//! Implementation of the `skillutil validate` command.

use std::path::PathBuf;

use tracing::debug;

use crate::{
    commands::Context,
    error::Result,
    palette,
    validate::{Verdict, check_skill},
};

/// Execute the validate command.
///
/// The verdict is printed either way; the first failing check is then
/// returned as the error, which exits non-zero.
pub async fn run(context: &Context, path: PathBuf) -> Result<()> {
    let result = check_skill(&path);
    let verdict = Verdict::from(&result);
    let use_color = context.use_color();
    let mark = if verdict.valid {
        palette::fmt_success(use_color)
    } else {
        palette::fmt_failure(use_color)
    };
    println!("{mark} {}", verdict.message);

    let manifest = result?;
    debug!(name = %manifest.name, path = %path.display(), "skill passed validation");
    Ok(())
}
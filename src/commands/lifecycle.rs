//! Implementation of the `skillutil activate` and `skillutil deactivate` commands.

use crate::{
    commands::Context,
    error::Result,
    lifecycle::{self, Move},
    palette, paths,
};

/// Execute the activate command.
pub async fn activate(context: &Context, name: String) -> Result<()> {
    let config = context.config()?;
    let moved = lifecycle::activate(&config, &name)?;
    report("Activated", &name, &moved, context.use_color());
    Ok(())
}

/// Execute the deactivate command.
pub async fn deactivate(context: &Context, name: String) -> Result<()> {
    let config = context.config()?;
    let moved = lifecycle::deactivate(&config, &name)?;
    report("Deactivated", &name, &moved, context.use_color());
    Ok(())
}

/// Print the outcome of a move.
fn report(verb: &str, name: &str, moved: &Move, use_color: bool) {
    println!(
        "{} {verb} skill '{}'",
        palette::fmt_success(use_color),
        palette::fmt_skill_name(name, use_color)
    );
    println!(
        "   {} {}",
        palette::fmt_label("Moved from:", use_color),
        palette::fmt_path(&paths::display_path(&moved.from), use_color)
    );
    println!(
        "   {}   {}",
        palette::fmt_label("Moved to:", use_color),
        palette::fmt_path(&paths::display_path(&moved.to), use_color)
    );
}
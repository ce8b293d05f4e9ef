//! Warning aggregation and diagnostic summaries.

use crate::palette;

/// A skill that was not installed, with the reason.
#[derive(Debug, Clone)]
pub struct SkippedSkill {
    /// Name of the skipped skill.
    pub(crate) name: String,
    /// Reason the skill was skipped.
    pub(crate) reason: String,
}

/// Aggregates warnings and skipped skills for a command run.
#[derive(Debug, Default)]
pub struct Diagnostics {
    /// Whether warnings are colorized.
    use_color: bool,
    /// Number of warnings emitted.
    warnings: usize,
    /// Collected skipped skill records.
    skipped: Vec<SkippedSkill>,
}

impl Diagnostics {
    /// Create a new diagnostics collector.
    pub(crate) fn new(use_color: bool) -> Self {
        Self {
            use_color,
            ..Self::default()
        }
    }

    /// Record a warning and print it immediately.
    pub(crate) fn warn(&mut self, message: impl AsRef<str>) {
        eprintln!(
            "{} {}",
            palette::fmt_warning_heading("Warning:", self.use_color),
            message.as_ref()
        );
        self.warnings += 1;
    }

    /// Record a skipped skill and emit the warning.
    pub(crate) fn warn_skipped(&mut self, name: &str, reason: impl Into<String>) {
        let reason = reason.into();
        self.warn(format!(
            "{} skipping '{}': {reason}",
            palette::fmt_failure(self.use_color),
            name
        ));
        self.skipped.push(SkippedSkill {
            name: name.to_string(),
            reason,
        });
    }

    /// Print a summary for skipped skills if any were recorded.
    pub(crate) fn print_skipped_summary(&self) {
        if self.skipped.is_empty() {
            return;
        }

        eprintln!("Skipped {} skill(s):", self.skipped.len());
        for skipped in &self.skipped {
            eprintln!("  - {}: {}", skipped.name, skipped.reason);
        }
    }

    /// Print a warning summary when warnings were emitted.
    pub(crate) fn print_warning_summary(&self) {
        if self.warnings == 0 {
            return;
        }

        eprintln!("Completed with {} warning(s).", self.warnings);
    }
}
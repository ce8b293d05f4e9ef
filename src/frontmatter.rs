//! Locating the YAML frontmatter block in a skill file.

/// Delimiter line that opens and closes frontmatter.
const DELIMITER: &str = "---";

/// Ways a document can fail to carry frontmatter.
#[derive(Debug, Clone, Copy, PartialEq, Eq)]
pub enum FrontmatterError {
    /// The document does not start with a delimiter.
    Missing,
    /// The opening delimiter is not followed by a closing delimiter line.
    Malformed,
}

/// Return the YAML payload between the opening and closing delimiter lines.
pub fn split_frontmatter(contents: &str) -> Result<&str, FrontmatterError> {
    if !contents.starts_with(DELIMITER) {
        return Err(FrontmatterError::Missing);
    }
    let bounds = frontmatter_bounds(contents).ok_or(FrontmatterError::Malformed)?;
    Ok(&contents[bounds.start..bounds.end])
}

/// Byte range bounds for frontmatter in a document.
#[derive(Debug, Clone, Copy)]
struct FrontmatterBounds {
    /// Start byte index of the YAML payload.
    start: usize,
    /// End byte index of the YAML payload.
    end: usize,
}

/// Locate the byte range containing frontmatter in a document.
fn frontmatter_bounds(contents: &str) -> Option<FrontmatterBounds> {
    let mut offset = 0;
    let mut lines = contents.split_inclusive('\n');
    let first = lines.next()?;
    if trim_line_endings(first) != DELIMITER {
        return None;
    }
    offset += first.len();
    let start = offset;

    for line in lines {
        if line.trim_end() == DELIMITER {
            return Some(FrontmatterBounds { start, end: offset });
        }
        offset += line.len();
    }

    None
}

/// Trim CRLF and LF suffixes from a line fragment.
fn trim_line_endings(line: &str) -> &str {
    line.trim_end_matches(['\r', '\n'])
}
//! Skill layout constants and parsed manifest metadata.

use serde_yaml::Mapping;

/// The expected skill file name within a skill directory.
pub const SKILL_FILE_NAME: &str = "SKILL.md";

/// Frontmatter keys a manifest may carry.
pub const ALLOWED_KEYS: [&str; 5] = ["name", "description", "license", "allowed-tools", "metadata"];

/// Maximum length of a skill name, in characters.
pub const MAX_NAME_LENGTH: usize = 64;

/// Maximum length of a skill description, in characters.
pub const MAX_DESCRIPTION_LENGTH: usize = 1024;

/// Metadata parsed from a valid skill manifest.
#[derive(Debug, Clone, PartialEq)]
pub struct SkillManifest {
    /// Hyphen-case skill name, trimmed.
    pub name: String,
    /// Description, trimmed.
    pub description: String,
    /// License identifier or text.
    pub license: Option<String>,
    /// Tools the skill may use without prompting.
    pub allowed_tools: Option<Vec<String>>,
    /// Free-form metadata.
    pub metadata: Option<Mapping>,
}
------------------------
Task statement:
Return every line of the listing above where "trimmed" appears.

Exercise response:
    /// Hyphen-case skill name, trimmed.
    /// Description, trimmed.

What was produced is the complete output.